I recommend including PERMDISP results/ P values in the figure descriptions or otherwise indicating which elements in the figure are statistically significant.

The raw data supplied needs additional information. The “names” tab should also include the units used to measure each variable. I also recommend an additional tab that describes the taxonomy of each species identified from the samples (what phylum do they belong to? Which species are mollusks, crustaceans, and polychaetes? Also include common names).

Experimental design

Experimental design seems clear and straightforward, and hypotheses are well defined, though I recommend adding citations or additional justification to provide background as to how the hypotheses were developed. What scientific evidence or supporting research led to the formation of those particular hypotheses? What is the basis for those predictions?

Some of the sampling and analysis methods require additional details or references. As is, the technique used for the specified methods is very vague. These are identified in the annotated PDF.

I believe it would also be worthwhile to consider how different types of species (mollusks, crustaceans, and polychaetes) respond to storm events, in addition to biomass, richness, and diversity. It is mentioned in the discussion that mobile and sessile species may have different responses, and looking at the data by phylum could strengthen this discussion, though I realize this was not necessarily part of the intended scope of the paper.

Validity of the findings

Results would benefit from a descriptive summary of the data before presenting results for each individual hypothesis. Summary could be a narrative description detailing general findings just to provide additional background to the reader - what was the variety of species identified in the study? What is the average or range of grain sizes at the sample sites? Give a general description of the data before it was analyzed.

Results and discussion are appropriate for the original four hypotheses and the experimental design on which they were based, but I encourage use of additional statistical analysis.

PERMANOVA should also be considered in the statistical analysis in addition to PERMDISP. PERMDISP is designed to evaluate variability within groups/sampling events, while PERMANOVA evaluates variability between groups/sampling events. Results of PERMANOVA and PERMDISP can be used together to better identify what contributes to the source of any significant differences between diversity at different sampling events.

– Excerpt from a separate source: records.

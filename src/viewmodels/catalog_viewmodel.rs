// ============================================================================
// CATALOG VIEWMODEL - side list rows for the active tab and search
// ============================================================================

use crate::maps::markers::classify_poi;
use crate::maps::{MarkerCategory, SelectionTarget};
use crate::models::{matches_query, Place};
use crate::state::{CatalogState, CatalogTab, DataState};

#[derive(Debug, Clone, PartialEq)]
pub struct CatalogEntry {
    pub target: SelectionTarget,
    pub name: String,
    pub summary: String,
    pub category: MarkerCategory,
}

/// Rows for the selected tab whose text matches the search, in collection order.
pub fn catalog_entries(data: &DataState, catalog: &CatalogState) -> Vec<CatalogEntry> {
    let query = catalog.search.as_str();
    match catalog.tab {
        CatalogTab::Monastery => {
            let interior_ids = data.interior_ids.borrow();
            data.monasteries
                .borrow()
                .iter()
                .filter(|p| matches_query(*p as &dyn Place, query))
                .map(|p| CatalogEntry {
                    target: SelectionTarget::Monastery(p.id),
                    name: p.name.clone(),
                    summary: p.short_description.clone(),
                    category: classify_poi(p, &interior_ids),
                })
                .collect()
        }
        CatalogTab::Archive => data
            .archives
            .borrow()
            .iter()
            .filter(|a| matches_query(*a as &dyn Place, query))
            .map(|a| CatalogEntry {
                target: SelectionTarget::Archive(a.id),
                name: a.name.clone(),
                summary: a.summary().to_string(),
                category: MarkerCategory::Archive,
            })
            .collect(),
        CatalogTab::Services => data
            .services
            .borrow()
            .iter()
            .filter(|s| matches_query(*s as &dyn Place, query))
            .map(|s| CatalogEntry {
                target: SelectionTarget::Service(s.id),
                name: s.name.clone(),
                summary: s.summary().to_string(),
                category: MarkerCategory::Service,
            })
            .collect(),
    }
}

/// "3 monasteries" style count line.
pub fn count_label(tab: CatalogTab, count: usize) -> String {
    let (one, many) = match tab {
        CatalogTab::Monastery => ("monastery", "monasteries"),
        CatalogTab::Archive => ("archive", "archives"),
        CatalogTab::Services => ("service", "services"),
    };
    format!("{} {}", count, if count == 1 { one } else { many })
}

#[cfg(test)]
mod tests {
    use super::*;
    use crate::models::{PointOfInterest, SiteRecord};
    use std::collections::HashSet;

    fn poi(id: i64, name: &str, short: &str, embed: &str) -> PointOfInterest {
        PointOfInterest {
            id,
            name: name.to_string(),
            coordinates: "27.3,88.6".to_string(),
            map_url: String::new(),
            embed_html: embed.to_string(),
            short_description: short.to_string(),
            long_description: String::new(),
            booking: None,
        }
    }

    fn site(id: i64, name: &str, desc: &str) -> SiteRecord {
        SiteRecord {
            id,
            name: name.to_string(),
            coordinates: "27.3,88.6".to_string(),
            long_description: String::new(),
            short_description: String::new(),
            description: desc.to_string(),
            map_url: String::new(),
        }
    }

    fn data() -> DataState {
        let data = DataState::new();
        data.replace_monasteries(vec![
            poi(1, "Rumtek", "Seat of the Karmapa", "<iframe src=x>"),
            poi(2, "Enchey", "Above Gangtok", ""),
            poi(3, "Pemayangtse", "Nyingma monastery", ""),
        ]);
        data.replace_archives(vec![site(10, "Namgyal Institute", "Tibetology manuscripts")]);
        data.replace_services(vec![site(20, "Gangtok Taxi Stand", "Shared jeeps")]);
        data
    }

    #[test]
    fn search_matches_descriptions_case_insensitively() {
        let data = data();
        let catalog = CatalogState {
            tab: CatalogTab::Monastery,
            search: "KARMAPA".to_string(),
        };
        let rows = catalog_entries(&data, &catalog);
        assert_eq!(rows.len(), 1);
        assert_eq!(rows[0].target, SelectionTarget::Monastery(1));
        assert_eq!(rows[0].category, MarkerCategory::Panoramic);
    }

    #[test]
    fn tabs_select_their_collection() {
        let data = data();
        let archives = catalog_entries(
            &data,
            &CatalogState {
                tab: CatalogTab::Archive,
                search: "manuscript".to_string(),
            },
        );
        assert_eq!(archives[0].target, SelectionTarget::Archive(10));
        assert_eq!(archives[0].summary, "Tibetology manuscripts");

        let services = catalog_entries(
            &data,
            &CatalogState {
                tab: CatalogTab::Services,
                search: String::new(),
            },
        );
        assert_eq!(services.len(), 1);
        assert_eq!(services[0].category, MarkerCategory::Service);
    }

    #[test]
    fn probed_interiors_show_in_list() {
        let data = data();
        let started = data.poi_revision();
        assert!(data.set_interior_ids(HashSet::from([3]), started));
        let rows = catalog_entries(&data, &CatalogState::default());
        assert_eq!(rows[2].category, MarkerCategory::Interior);
        assert_eq!(rows[1].category, MarkerCategory::Standard);
    }

    #[test]
    fn count_label_pluralizes() {
        assert_eq!(count_label(CatalogTab::Monastery, 1), "1 monastery");
        assert_eq!(count_label(CatalogTab::Services, 0), "0 services");
    }
}
// ============================================================================
// MAP VIEWMODEL - map session for one mount of the Explore view
// ============================================================================
// Owns the controller, the mount guard, the probe AbortController and the
// locate token. Every async completion checks the guard before touching the
// controller or the store.
// ============================================================================

use std::cell::{Cell, RefCell};
use std::rc::Rc;

use gloo_timers::callback::Timeout;
use wasm_bindgen_futures::spawn_local;

use crate::config::CONFIG;
use crate::error::AppError;
use crate::geo::{find_nearby, format_distance, NearbyPlace, PlaceKind};
use crate::maps::{
    InitOutcome, LeafletBackend, MapController, MapOptions, RebuildOutcome, SelectionCallback,
    SelectionTarget, MAX_INIT_ATTEMPTS,
};
use crate::models::{Coordinates, Place};
use crate::services::{current_position, probe_interiors, ApiClient, LocateToken, ProbeHandle};
use crate::state::{AppState, DataState, IncrementalUpdate, MountGuard, NearbyStatus, UpdateType};
use crate::utils::html::escape_html;

/// Every place in tie-break order: monasteries, archives, services.
pub fn nearby_places(data: &DataState, origin: &Coordinates, radius_km: f64) -> Vec<NearbyPlace> {
    let monasteries = data.monasteries.borrow();
    let archives = data.archives.borrow();
    let services = data.services.borrow();

    let places = monasteries
        .iter()
        .map(|p| (PlaceKind::Monastery, p as &dyn Place))
        .chain(archives.iter().map(|a| (PlaceKind::Archive, a as &dyn Place)))
        .chain(services.iter().map(|s| (PlaceKind::Service, s as &dyn Place)));

    find_nearby(origin, places, radius_km)
}

pub fn user_popup_html(nearby: &[NearbyPlace], radius_km: f64) -> String {
    if nearby.is_empty() {
        return format!(
            "<strong>You are here</strong><br><em>No attractions within {}.</em>",
            format_distance(radius_km)
        );
    }
    let rows: String = nearby
        .iter()
        .map(|p| {
            format!(
                "<li>{} <small>({}, {})</small></li>",
                escape_html(&p.name),
                p.kind.label(),
                format_distance(p.distance_km)
            )
        })
        .collect();
    format!(
        "<strong>You are here</strong><br>Nearby attractions:<ul class=\"nearby-popup\">{}</ul>",
        rows
    )
}

#[derive(Clone)]
pub struct MapViewModel {
    state: AppState,
    api: ApiClient,
    on_select: SelectionCallback,
    controller: Rc<RefCell<MapController<LeafletBackend>>>,
    guard: Rc<RefCell<MountGuard>>,
    probe: Rc<RefCell<Option<ProbeHandle>>>,
    /// POI revision the last completed probe ran against
    probed_poi_revision: Rc<Cell<Option<u64>>>,
    locate: LocateToken,
}

impl MapViewModel {
    /// `on_select` runs when a marker is clicked.
    pub fn new(state: AppState, on_select: SelectionCallback) -> Self {
        let options = MapOptions::from_config(&CONFIG.map_config);
        let guard = MountGuard::new();
        guard.unmount();
        Self {
            state,
            api: ApiClient::new(),
            on_select,
            controller: Rc::new(RefCell::new(MapController::new(
                LeafletBackend::default(),
                options,
            ))),
            guard: Rc::new(RefCell::new(guard)),
            probe: Rc::new(RefCell::new(None)),
            probed_poi_revision: Rc::new(Cell::new(None)),
            locate: LocateToken::default(),
        }
    }

    fn current_guard(&self) -> MountGuard {
        self.guard.borrow().clone()
    }

    pub fn is_mounted(&self) -> bool {
        self.guard.borrow().is_mounted()
    }

    /// Call once the map container is in the DOM.
    pub fn mount(&self) {
        if self.is_mounted() {
            return;
        }
        *self.guard.borrow_mut() = MountGuard::new();

        self.controller
            .borrow_mut()
            .set_selection_callback(self.on_select.clone());

        self.try_initialize(self.current_guard());
    }

    fn try_initialize(&self, guard: MountGuard) {
        if !guard.is_mounted() {
            return;
        }
        let outcome = self.controller.borrow_mut().initialize();
        match outcome {
            InitOutcome::Ready => self.on_ready(guard),
            InitOutcome::AlreadyReady => {}
            InitOutcome::RetryLater => {
                let vm = self.clone();
                Timeout::new(CONFIG.map_config.init_retry_delay_ms, move || {
                    vm.try_initialize(guard);
                })
                .forget();
            }
            InitOutcome::GaveUp => {
                let err = AppError::map_init(&CONFIG.map_config.container_id, MAX_INIT_ATTEMPTS);
                log::error!("❌ [MAP] {}", err);
            }
        }
    }

    fn on_ready(&self, guard: MountGuard) {
        self.refresh_markers();
        self.load_border(guard);
        self.start_probe();
    }

    fn load_border(&self, guard: MountGuard) {
        let vm = self.clone();
        spawn_local(async move {
            match vm.api.fetch_border(&CONFIG.map_config.border_path).await {
                Ok(geojson) => {
                    if !guard.is_mounted() {
                        return;
                    }
                    if let Err(e) = vm.controller.borrow_mut().apply_border(&geojson) {
                        log::warn!("⚠️ [MAP] Border overlay not drawn: {}", e);
                    }
                }
                Err(e) => log::warn!("⚠️ [MAP] Border overlay unavailable: {}", e),
            }
        });
    }

    /// Rebuild markers from the current data revision.
    pub fn refresh_markers(&self) {
        let layer = self.state.data.marker_layer();
        let outcome = self.controller.borrow_mut().rebuild_markers(layer);
        if outcome == RebuildOutcome::Stale {
            log::debug!("🗺️ [MAP] Marker refresh skipped, newer layer already queued");
        }
    }

    /// Probe interior assets for the current monastery collection. Any probe
    /// batch still running is aborted first.
    pub fn start_probe(&self) {
        if !self.is_mounted() {
            return;
        }
        let poi_revision = self.state.data.poi_revision();
        if self.probed_poi_revision.get() == Some(poi_revision) {
            return;
        }
        let pois = self.state.data.monasteries.borrow().clone();
        if pois.is_empty() {
            return;
        }

        let handle = ProbeHandle::new();
        let signal = handle.signal();
        if let Some(previous) = self.probe.borrow_mut().replace(handle) {
            previous.abort();
        }

        let guard = self.current_guard();
        let vm = self.clone();
        spawn_local(async move {
            let hits = probe_interiors(&pois, signal).await;
            if !guard.is_mounted() {
                log::info!("🔎 [PROBE] View unmounted, dropping probe results");
                return;
            }
            if vm.state.data.set_interior_ids(hits, poi_revision) {
                vm.probed_poi_revision.set(Some(poi_revision));
                vm.refresh_markers();
                crate::rerender_app_with_type(UpdateType::Incremental(IncrementalUpdate::Catalog));
            }
        });
    }

    pub fn reset_view(&self) {
        if let Err(e) = self.controller.borrow_mut().reset_view() {
            log::warn!("⚠️ [MAP] Reset view failed: {}", e);
        }
    }

    /// Zoom to a catalog record.
    pub fn center_on(&self, target: SelectionTarget) {
        let data = &self.state.data;
        let coords = match target {
            SelectionTarget::Monastery(id) => data.monastery(id).and_then(|p| p.coordinates()),
            SelectionTarget::Archive(id) => data.archive(id).and_then(|a| a.coordinates()),
            SelectionTarget::Service(id) => data.service(id).and_then(|s| s.coordinates()),
        };
        match coords {
            Some(position) => {
                if let Err(e) = self.controller.borrow_mut().center_on(position) {
                    log::warn!("⚠️ [MAP] Could not center map: {}", e);
                }
            }
            None => log::warn!("⚠️ [MAP] {:?} has no usable coordinates", target),
        }
    }

    /// Request the device position and show nearby places. A newer request
    /// supersedes an older one; failures leave the map untouched.
    pub fn locate(&self) {
        let ticket = self.locate.next();
        *self.state.nearby.borrow_mut() = NearbyStatus::Locating;
        crate::rerender_app_with_type(UpdateType::Incremental(IncrementalUpdate::NearbyPanel));

        let guard = self.current_guard();
        let vm = self.clone();
        spawn_local(async move {
            let result = current_position(&CONFIG.geo_config).await;
            if !guard.is_mounted() || !vm.locate.is_current(ticket) {
                return;
            }

            let status = match result {
                Ok(position) => {
                    let radius_km = CONFIG.geo_config.proximity_radius_km;
                    let nearby = nearby_places(&vm.state.data, &position, radius_km);
                    log::info!("📍 [GEO] {} places within {} km", nearby.len(), radius_km);

                    let popup = user_popup_html(&nearby, radius_km);
                    if let Err(e) = vm.controller.borrow_mut().show_user_location(
                        position,
                        radius_km * 1000.0,
                        CONFIG.geo_config.locate_zoom,
                        &popup,
                    ) {
                        log::warn!("⚠️ [GEO] User location not drawn: {}", e);
                    }
                    NearbyStatus::Found(nearby)
                }
                Err(e) => {
                    log::warn!("⚠️ [GEO] {}", e);
                    NearbyStatus::Failed(e.to_string())
                }
            };
            *vm.state.nearby.borrow_mut() = status;
            crate::rerender_app_with_type(UpdateType::Incremental(IncrementalUpdate::NearbyPanel));
        });
    }

    /// Abort in-flight work and tear the widget down. Safe to repeat.
    pub fn unmount(&self) {
        self.guard.borrow().unmount();
        if let Some(handle) = self.probe.borrow_mut().take() {
            handle.abort();
        }
        self.locate.invalidate();
        self.controller.borrow_mut().teardown();
    }
}

#[cfg(test)]
mod tests {
    use super::*;
    use crate::models::{PointOfInterest, SiteRecord};

    fn poi(id: i64, name: &str, coords: &str) -> PointOfInterest {
        PointOfInterest {
            id,
            name: name.to_string(),
            coordinates: coords.to_string(),
            map_url: String::new(),
            embed_html: String::new(),
            short_description: String::new(),
            long_description: String::new(),
            booking: None,
        }
    }

    fn site(id: i64, name: &str, coords: &str) -> SiteRecord {
        SiteRecord {
            id,
            name: name.to_string(),
            coordinates: coords.to_string(),
            long_description: String::new(),
            short_description: String::new(),
            description: String::new(),
            map_url: String::new(),
        }
    }

    #[test]
    fn nearby_spans_all_collections_in_tie_order() {
        let data = DataState::new();
        data.replace_monasteries(vec![poi(1, "Rumtek", "27.3,88.6"), poi(2, "Far", "28.1,88.1")]);
        data.replace_archives(vec![site(10, "Library", "27.3,88.6")]);
        data.replace_services(vec![site(20, "Clinic", "27.301,88.6"), site(21, "Broken", "n/a")]);

        let nearby = nearby_places(&data, &Coordinates::new(27.3, 88.6), 2.0);
        let ids: Vec<(PlaceKind, i64)> = nearby.iter().map(|p| (p.kind, p.id)).collect();
        assert_eq!(
            ids,
            vec![(PlaceKind::Monastery, 1), (PlaceKind::Archive, 10), (PlaceKind::Service, 20)]
        );
    }

    #[test]
    fn popup_lists_distances_and_escapes_names() {
        let nearby = vec![NearbyPlace {
            id: 1,
            name: "<b>Enchey</b>".to_string(),
            kind: PlaceKind::Monastery,
            distance_km: 1.26,
        }];
        let html = user_popup_html(&nearby, 2.0);
        assert!(html.contains("&lt;b&gt;Enchey&lt;/b&gt;"));
        assert!(html.contains("1.3 km"));
    }

    #[test]
    fn empty_popup_mentions_radius() {
        let html = user_popup_html(&[], 2.0);
        assert!(html.contains("No attractions within 2.0 km"));
    }
}
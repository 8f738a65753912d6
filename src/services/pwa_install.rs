// ============================================================================
// PWA INSTALL
// ============================================================================
// Captures `beforeinstallprompt` (default prevented) and `appinstalled`.
// Without a captured prompt, installing falls back to manual instructions.
// ============================================================================

use std::cell::{Cell, RefCell};
use std::rc::Rc;

use wasm_bindgen::prelude::*;
use wasm_bindgen::JsCast;
use wasm_bindgen_futures::JsFuture;
use web_sys::{window, Event};

use crate::error::js_error_message;

#[derive(Debug, Clone, Copy, PartialEq, Eq, Default)]
pub struct InstallState {
    pub installed: bool,
    pub can_install: bool,
}

#[derive(Debug, Clone, Copy, PartialEq, Eq)]
pub enum InstallOutcome {
    Accepted,
    Dismissed,
    /// No native prompt; the caller should show these instructions.
    Manual(&'static str),
}

#[derive(Debug, Clone, Copy, PartialEq, Eq)]
pub enum BrowserFamily {
    ChromeOrEdge,
    Firefox,
    Safari,
    Other,
}

/// Chrome's UA also mentions Safari, so order matters.
pub fn browser_family(user_agent: &str) -> BrowserFamily {
    let ua = user_agent.to_lowercase();
    if ua.contains("chrome") || ua.contains("edge") || ua.contains("edg/") {
        BrowserFamily::ChromeOrEdge
    } else if ua.contains("firefox") {
        BrowserFamily::Firefox
    } else if ua.contains("safari") {
        BrowserFamily::Safari
    } else {
        BrowserFamily::Other
    }
}

pub fn install_instructions(user_agent: &str) -> &'static str {
    match browser_family(user_agent) {
        BrowserFamily::ChromeOrEdge => {
            "To install Monastery360:\n1. Open the browser menu (⋮)\n2. Select \"Install Monastery360\" or \"Add to Home screen\"\n3. Click \"Install\" when prompted"
        }
        BrowserFamily::Firefox => {
            "To install Monastery360:\n1. Open the browser menu (☰)\n2. Select \"Install\" or \"Add to Home Screen\"\n3. Click \"Add\" when prompted"
        }
        BrowserFamily::Safari => {
            "To install Monastery360:\n1. Tap the Share button\n2. Scroll down and tap \"Add to Home Screen\"\n3. Tap \"Add\" to confirm"
        }
        BrowserFamily::Other => {
            "To install Monastery360:\n1. Look for an install option in your browser menu\n2. Or add this page to your home screen\n3. The app works offline once installed"
        }
    }
}

/// Registers the install listeners once and keeps the captured prompt.
pub struct PwaInstallService {
    state: Rc<Cell<InstallState>>,
    prompt: Rc<RefCell<Option<Event>>>,
    listening: Cell<bool>,
}

impl PwaInstallService {
    pub fn new() -> Self {
        let standalone = window()
            .and_then(|w| w.match_media("(display-mode: standalone)").ok().flatten())
            .map(|m| m.matches())
            .unwrap_or(false);

        Self {
            state: Rc::new(Cell::new(InstallState {
                installed: standalone,
                can_install: false,
            })),
            prompt: Rc::new(RefCell::new(None)),
            listening: Cell::new(false),
        }
    }

    pub fn state(&self) -> InstallState {
        self.state.get()
    }

    /// `on_change` runs after every state change. Calling twice is a no-op.
    pub fn start<F>(&self, on_change: F)
    where
        F: Fn(InstallState) + 'static,
    {
        if self.listening.replace(true) {
            log::warn!("⚠️ [PWA] Install listeners already registered");
            return;
        }
        let Some(window) = window() else {
            return;
        };
        let on_change = Rc::new(on_change);

        let before_prompt = Closure::wrap(Box::new({
            let state = self.state.clone();
            let prompt = self.prompt.clone();
            let on_change = on_change.clone();
            move |event: Event| {
                event.prevent_default();
                *prompt.borrow_mut() = Some(event);
                let next = InstallState {
                    can_install: true,
                    ..state.get()
                };
                state.set(next);
                on_change(next);
            }
        }) as Box<dyn FnMut(Event)>);

        let installed = Closure::wrap(Box::new({
            let state = self.state.clone();
            let prompt = self.prompt.clone();
            move |_event: Event| {
                log::info!("📲 [PWA] App installed");
                prompt.borrow_mut().take();
                let next = InstallState {
                    installed: true,
                    can_install: false,
                };
                state.set(next);
                on_change(next);
            }
        }) as Box<dyn FnMut(Event)>);

        let _ = window.add_event_listener_with_callback(
            "beforeinstallprompt",
            before_prompt.as_ref().unchecked_ref(),
        );
        let _ = window
            .add_event_listener_with_callback("appinstalled", installed.as_ref().unchecked_ref());

        // Window listeners live for the whole app
        before_prompt.forget();
        installed.forget();
    }

    /// Show the native prompt if one was captured.
    pub async fn install(&self) -> InstallOutcome {
        let user_agent = window()
            .and_then(|w| w.navigator().user_agent().ok())
            .unwrap_or_default();

        let Some(event) = self.prompt.borrow_mut().take() else {
            return InstallOutcome::Manual(install_instructions(&user_agent));
        };

        match show_prompt(&event).await {
            Ok(true) => {
                self.state.set(InstallState {
                    installed: true,
                    can_install: false,
                });
                InstallOutcome::Accepted
            }
            Ok(false) => {
                // A prompt can only be shown once
                self.state.set(InstallState {
                    can_install: false,
                    ..self.state.get()
                });
                InstallOutcome::Dismissed
            }
            Err(e) => {
                log::error!("❌ [PWA] Install prompt failed: {}", e);
                InstallOutcome::Manual(install_instructions(&user_agent))
            }
        }
    }
}

impl Default for PwaInstallService {
    fn default() -> Self {
        Self::new()
    }
}

async fn show_prompt(event: &Event) -> Result<bool, String> {
    let prompt_fn = js_sys::Reflect::get(event, &JsValue::from_str("prompt"))
        .map_err(|e| js_error_message(&e))?
        .dyn_into::<js_sys::Function>()
        .map_err(|_| "prompt() not available".to_string())?;
    let shown = prompt_fn.call0(event).map_err(|e| js_error_message(&e))?;
    if let Ok(promise) = shown.dyn_into::<js_sys::Promise>() {
        JsFuture::from(promise).await.map_err(|e| js_error_message(&e))?;
    }

    let choice = js_sys::Reflect::get(event, &JsValue::from_str("userChoice"))
        .map_err(|e| js_error_message(&e))?
        .dyn_into::<js_sys::Promise>()
        .map_err(|_| "userChoice not available".to_string())?;
    let result = JsFuture::from(choice).await.map_err(|e| js_error_message(&e))?;
    let outcome = js_sys::Reflect::get(&result, &JsValue::from_str("outcome"))
        .ok()
        .and_then(|v| v.as_string())
        .unwrap_or_default();
    Ok(outcome == "accepted")
}

#[cfg(test)]
mod tests {
    use super::*;

    const CHROME: &str = "Mozilla/5.0 (X11; Linux x86_64) AppleWebKit/537.36 (KHTML, like Gecko) Chrome/120.0 Safari/537.36";
    const FIREFOX: &str = "Mozilla/5.0 (X11; Linux x86_64; rv:121.0) Gecko/20100101 Firefox/121.0";
    const SAFARI: &str = "Mozilla/5.0 (iPhone; CPU iPhone OS 17_0 like Mac OS X) AppleWebKit/605.1.15 (KHTML, like Gecko) Version/17.0 Mobile/15E148 Safari/604.1";

    #[test]
    fn detects_browser_family() {
        assert_eq!(browser_family(CHROME), BrowserFamily::ChromeOrEdge);
        assert_eq!(browser_family(FIREFOX), BrowserFamily::Firefox);
        assert_eq!(browser_family(SAFARI), BrowserFamily::Safari);
        assert_eq!(browser_family("curl/8.0"), BrowserFamily::Other);
    }

    #[test]
    fn instructions_match_browser() {
        assert!(install_instructions(SAFARI).contains("Share"));
        assert!(install_instructions(FIREFOX).contains("☰"));
        assert!(install_instructions(CHROME).contains("Install Monastery360"));
        assert!(install_instructions("").contains("home screen"));
    }
}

Also recommend SIMPER analysis, which can determine which species are responsible for the differences in species assemblages or diversity between sampling events. This analysis could provide data to support the discussion that begins on line 186.

PERMANOVA and SIMPER are available in the PERMANOVA+ add-on package for the PRIMER-E statistical analysis program.

·

Basic reporting

The usage of English is deficient. Some literature background is lacking. The article is well-structured, but for me, the results are too schematic and it is not evident how they support the postulated hypothesis.

Experimental design

The manuscript lacks relevant information in the methods section. For instance, there is no information on how the ß diversity is estimated both for edimentary paramenters and macrofauna. Some other variables could have been helpful to support the results, such as the redox potential and the pore water content of the sediments (as a measure of their possible disturbance)

Validity of the findings

The discusion needs to be reorganised to better highlight the relevence of the obtained results within the frame of the previously existing knowledge. As it is, it looks caothic. It is unclear whether they distinguish between sandy, exposed or protected beaches, which ones are better known, and which ones require furhter efforts.

Comments for the author

The paper needs more work to be acceptable for publication. In my opinion, the information provided is too limited to follow the authors reasoning. The environment and the assemblages need to be described prior to try to demonstrate they are changing due to the influence of the storms. Lacking a correct decription of the environment and the assomblages found in the studied beach, it is not easy (or even possible) to correctly follow the authors reasonings.

Detailed comments are included in the manuscript.